Les chercheurs, menés par le sismologue Cliff Frohlich de l’université du Texas, ont comparé la survenue des séismes et les activités pétrolières. En observant plusieurs facteurs (données géographiques, indicateurs de profondeur, etc.), ils ont mesuré la probabilité, pour chaque séisme, d’être « induit », c’est-à-dire provoqué par l’homme. Résultats : sur les 162 séismes d’une magnitude supérieure à 3 relevés au Texas depuis 1975, « 42 (26 %) sont presque certainement induits, 53 (33 %) sont probablement induits, 45 (28 %) sont possiblement induits, et seuls 21 sont tectoniques [donc d’origine naturelle] ».
Le Texas, fer de lance du pétrole américain
Au fil des décennies, les technologies utilisées par l’industrie du pétrole ont évolué. Des premiers forages, on est passé progressivement à l’injection massive d’eau dans le sous-sol afin de faire remonter le pétrole. Depuis le début des années 2000, la fracturation hydraulique s’ajoute aux autres procédés. Grâce à cette méthode, qui consiste à injecter à haute pression un mélange d’eau, de sable et d’adjuvants chimiques pour fissurer les formations schisteuses, les compagnies américaines peuvent exploiter les ressources emprisonnées dans la roche mère.
L’essor de fracturation hydraulique a permis aux Etats-Unis de détrôner en 2014 l’Arabie saoudite de son titre historique de premier producteur mondial de pétrole. Dans cette nouvelle donne énergétique, le Texas joue un rôle de fer de lance en produisant plus d’un tiers du pétrole brut américain.
L’étude publiée le 17 mai relie chacune de ces technologies à la survenance de séismes. Si l’augmentation des séismes depuis 2008 ne découle pas directement de la fracturation hydraulique, elle est clairement reliée à la gestion des eaux usées utilisées pour les besoins de la fracturation. « Pour fissurer le schiste et ainsi récupérer le pétrole ou le gaz emprisonné, la fracturation nécessite de grandes quantités d’eaux injectées à haute pression », commente Pierre Thomas, professeur de géologie à l’Ecole normale supérieure de Lyon.

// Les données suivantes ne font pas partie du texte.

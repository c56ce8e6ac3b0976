//! HTTP `MarketFeed` implementation.
//!
//! Grounded on the retry/backoff client in the teacher's
//! `scrapers::polymarket_api::PolymarketScraper`: a `reqwest::Client` with a
//! request timeout, `execute_with_retry` doing exponential backoff capped at
//! `MAX_RETRIES`, and a 429 response getting a longer sleep than a plain
//! transport error. Endpoint shapes follow the Binance spot/futures/funding
//! REST surface that spec.md §6 describes abstractly as `MarketFeed`.

use async_trait::async_trait;
use chrono::{DateTime, TimeZone, Utc};
use reqwest::{Client, StatusCode};
use serde::Deserialize;
use std::time::Duration;
use tokio::time::{sleep, timeout};
use tracing::{debug, warn};

use super::{ContractType, FuturesSymbolInfo, Interval, MarketFeed, SpotSymbolInfo};
use crate::error::MarketFeedError;
use crate::models::{Candle, FundingRateObservation};

const MAX_RETRIES: u32 = 3;
const INITIAL_BACKOFF_MS: u64 = 500;
const RATE_LIMIT_BACKOFF_SECS: u64 = 5;

pub struct HttpMarketFeed {
    client: Client,
    spot_base_url: String,
    futures_base_url: String,
    request_timeout: Duration,
}

impl HttpMarketFeed {
    pub fn new(base_url: impl Into<String>, request_timeout: Duration) -> anyhow::Result<Self> {
        let base_url = base_url.into();
        let client = Client::builder()
            .user_agent("leaderboard-backtest/0.1")
            .build()?;
        Ok(Self {
            client,
            spot_base_url: base_url.clone(),
            futures_base_url: base_url,
            request_timeout,
        })
    }

    /// Override the futures base URL separately from the spot one (the
    /// real feed serves `/fapi` from a different host than `/api`).
    pub fn with_futures_base_url(mut self, futures_base_url: impl Into<String>) -> Self {
        self.futures_base_url = futures_base_url.into();
        self
    }

    async fn get_json<T: for<'de> Deserialize<'de>>(
        &self,
        url: &str,
        query: &[(&str, String)],
    ) -> Result<T, MarketFeedError> {
        let mut backoff = INITIAL_BACKOFF_MS;

        for attempt in 0..MAX_RETRIES {
            let request = self.client.get(url).query(query);

            let sent = timeout(self.request_timeout, request.send()).await;

            match sent {
                Ok(Ok(response)) => {
                    let status = response.status();
                    if status.is_success() {
                        let bytes = response.bytes().await.map_err(MarketFeedError::Transport)?;
                        return serde_json::from_slice(&bytes).map_err(MarketFeedError::Decode);
                    }

                    if status == StatusCode::TOO_MANY_REQUESTS {
                        warn!(attempt = attempt + 1, url, "rate limited by feed");
                        if attempt + 1 >= MAX_RETRIES {
                            return Err(MarketFeedError::RateLimited);
                        }
                        sleep(Duration::from_secs(RATE_LIMIT_BACKOFF_SECS * (attempt as u64 + 1)))
                            .await;
                        continue;
                    }

                    let body = response.text().await.unwrap_or_default();
                    if let Some(err) = classify_permanent_error(status, &body) {
                        return Err(err);
                    }

                    warn!(%status, attempt = attempt + 1, url, "feed returned error status");
                    if attempt + 1 >= MAX_RETRIES {
                        return Err(MarketFeedError::Status {
                            status: status.as_u16(),
                            body,
                        });
                    }
                }
                Ok(Err(transport_err)) => {
                    warn!(error = %transport_err, attempt = attempt + 1, url, "transport error");
                    if attempt + 1 >= MAX_RETRIES {
                        return Err(MarketFeedError::Transport(transport_err));
                    }
                }
                Err(_) => {
                    warn!(attempt = attempt + 1, url, timeout = ?self.request_timeout, "request timed out");
                    if attempt + 1 >= MAX_RETRIES {
                        return Err(MarketFeedError::Timeout(self.request_timeout));
                    }
                }
            }

            debug!(backoff_ms = backoff, "retrying after backoff");
            sleep(Duration::from_millis(backoff)).await;
            backoff = (backoff * 2).min(30_000);
        }

        unreachable!("retry loop exits by return on its final attempt")
    }
}

/// 400/-1121 ("invalid symbol") is a permanent negative answer, never a
/// retry target (spec.md §4.2 rule 4, §7).
fn classify_permanent_error(status: StatusCode, body: &str) -> Option<MarketFeedError> {
    if status != StatusCode::BAD_REQUEST {
        return None;
    }
    #[derive(Deserialize)]
    struct FeedErrorBody {
        code: i64,
        msg: String,
    }
    if let Ok(parsed) = serde_json::from_str::<FeedErrorBody>(body) {
        if parsed.code == -1121 {
            return Some(MarketFeedError::InvalidSymbol {
                code: parsed.code,
                message: parsed.msg,
            });
        }
    }
    None
}

#[derive(Deserialize)]
struct ExchangeInfoResponse {
    symbols: Vec<ExchangeInfoSymbol>,
}

#[derive(Deserialize)]
struct ExchangeInfoSymbol {
    symbol: String,
    status: String,
    #[serde(rename = "quoteAsset", default)]
    quote_asset: String,
    #[serde(rename = "contractType", default)]
    contract_type: Option<String>,
}

fn ms_to_datetime(ms: i64) -> DateTime<Utc> {
    Utc.timestamp_millis_opt(ms).single().unwrap_or_else(Utc::now)
}

/// A raw kline row is a 12-element JSON array per the Binance kline shape.
#[derive(Deserialize)]
struct RawKline(
    i64,    // open time
    String, // open
    String, // high
    String, // low
    String, // close
    String, // volume
    i64,    // close time
    String, // quote volume
    u64,    // trades
    String, // taker buy base volume
    String, // taker buy quote volume
    String, // ignore
);

fn parse_f64(s: &str) -> f64 {
    s.parse().unwrap_or(0.0)
}

impl From<RawKline> for Candle {
    fn from(raw: RawKline) -> Self {
        Candle {
            open_time: ms_to_datetime(raw.0),
            open: parse_f64(&raw.1),
            high: parse_f64(&raw.2),
            low: parse_f64(&raw.3),
            close: parse_f64(&raw.4),
            volume: parse_f64(&raw.5),
            close_time: ms_to_datetime(raw.6),
            quote_volume: parse_f64(&raw.7),
            trades: raw.8,
            taker_buy_volume: parse_f64(&raw.9),
            taker_buy_quote_volume: parse_f64(&raw.10),
        }
    }
}

#[derive(Deserialize)]
struct RawFundingRate {
    #[serde(rename = "fundingTime")]
    funding_time: i64,
    #[serde(rename = "fundingRate")]
    funding_rate: String,
    #[serde(rename = "markPrice", default)]
    mark_price: Option<String>,
}

#[async_trait]
impl MarketFeed for HttpMarketFeed {
    async fn exchange_info(&self) -> Result<Vec<SpotSymbolInfo>, MarketFeedError> {
        let url = format!("{}/api/v3/exchangeInfo", self.spot_base_url);
        let resp: ExchangeInfoResponse = self.get_json(&url, &[]).await?;
        Ok(resp
            .symbols
            .into_iter()
            .map(|s| SpotSymbolInfo {
                symbol: s.symbol,
                status: s.status,
                quote_asset: s.quote_asset,
            })
            .collect())
    }

    async fn futures_exchange_info(&self) -> Result<Vec<FuturesSymbolInfo>, MarketFeedError> {
        let url = format!("{}/fapi/v1/exchangeInfo", self.futures_base_url);
        let resp: ExchangeInfoResponse = self.get_json(&url, &[]).await?;
        Ok(resp
            .symbols
            .into_iter()
            .map(|s| FuturesSymbolInfo {
                symbol: s.symbol,
                status: s.status,
                contract_type: match s.contract_type.as_deref() {
                    Some("PERPETUAL") => ContractType::Perpetual,
                    _ => ContractType::Other,
                },
            })
            .collect())
    }

    async fn klines(
        &self,
        symbol: &str,
        interval: Interval,
        start_time: DateTime<Utc>,
        end_time: DateTime<Utc>,
        limit: u32,
    ) -> Result<Vec<Candle>, MarketFeedError> {
        let url = format!("{}/api/v3/klines", self.spot_base_url);
        let raw: Vec<RawKline> = self
            .get_json(
                &url,
                &[
                    ("symbol", symbol.to_string()),
                    ("interval", interval.as_feed_str().to_string()),
                    ("startTime", start_time.timestamp_millis().to_string()),
                    ("endTime", end_time.timestamp_millis().to_string()),
                    ("limit", limit.to_string()),
                ],
            )
            .await?;
        Ok(raw.into_iter().map(Candle::from).collect())
    }

    async fn futures_klines(
        &self,
        symbol: &str,
        interval: Interval,
        start_time: DateTime<Utc>,
        end_time: DateTime<Utc>,
        limit: u32,
    ) -> Result<Vec<Candle>, MarketFeedError> {
        let url = format!("{}/fapi/v1/klines", self.futures_base_url);
        let raw: Vec<RawKline> = self
            .get_json(
                &url,
                &[
                    ("symbol", symbol.to_string()),
                    ("interval", interval.as_feed_str().to_string()),
                    ("startTime", start_time.timestamp_millis().to_string()),
                    ("endTime", end_time.timestamp_millis().to_string()),
                    ("limit", limit.to_string()),
                ],
            )
            .await?;
        Ok(raw.into_iter().map(Candle::from).collect())
    }

    async fn funding_rate_history(
        &self,
        symbol: &str,
        start_time: DateTime<Utc>,
        end_time: DateTime<Utc>,
        limit: u32,
    ) -> Result<Vec<FundingRateObservation>, MarketFeedError> {
        let url = format!("{}/fapi/v1/fundingRate", self.futures_base_url);
        let raw: Vec<RawFundingRate> = self
            .get_json(
                &url,
                &[
                    ("symbol", symbol.to_string()),
                    ("startTime", start_time.timestamp_millis().to_string()),
                    ("endTime", end_time.timestamp_millis().to_string()),
                    ("limit", limit.to_string()),
                ],
            )
            .await?;
        Ok(raw
            .into_iter()
            .map(|r| {
                let mark_price = r.mark_price.as_deref().and_then(|s| match s.parse::<f64>() {
                    Ok(v) => Some(v),
                    Err(_) => {
                        warn!(symbol, raw = s, "funding observation markPrice unparseable, persisting null");
                        None
                    }
                });
                FundingRateObservation {
                    funding_time: ms_to_datetime(r.funding_time),
                    funding_rate: parse_f64(&r.funding_rate),
                    mark_price,
                }
            })
            .collect())
    }
}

La réinjection des eaux usées en cause
Une fois utilisées, que deviennent ces eaux usées ? « Dans certains pays, on les rejette dans des rivières, continue M. Thomas. Aux Etats-Unis, soit on les réutilise pour une nouvelle fracturation, soit on les réinjecte dans le sol afin de les stocker en profondeur. » Ce sont ces activités qui, en modifiant la pression et la sismicité du sous-sol, peuvent provoquer des séismes.
Les tremblements de terre induits enregistrés au Texas, principalement de faible intensité, ne sont généralement pas ressentis. Néanmoins, quatre d’entre eux ont dépassé 4,6 sur l’échelle de Richter, faisant craindre la perspective d’une puissante secousse à venir. « Dès qu’on perturbe le sous-sol, on provoque des instabilités, détaille François-Henri Cornet, géophysicien à l’université de Strasbourg. Et plus l’exploitation est profonde, plus les risques sismiques peuvent être importants. » Or, le gaz de schiste se trouve généralement à des profondeurs plus importantes dans le sous-sol que le gaz conventionnel.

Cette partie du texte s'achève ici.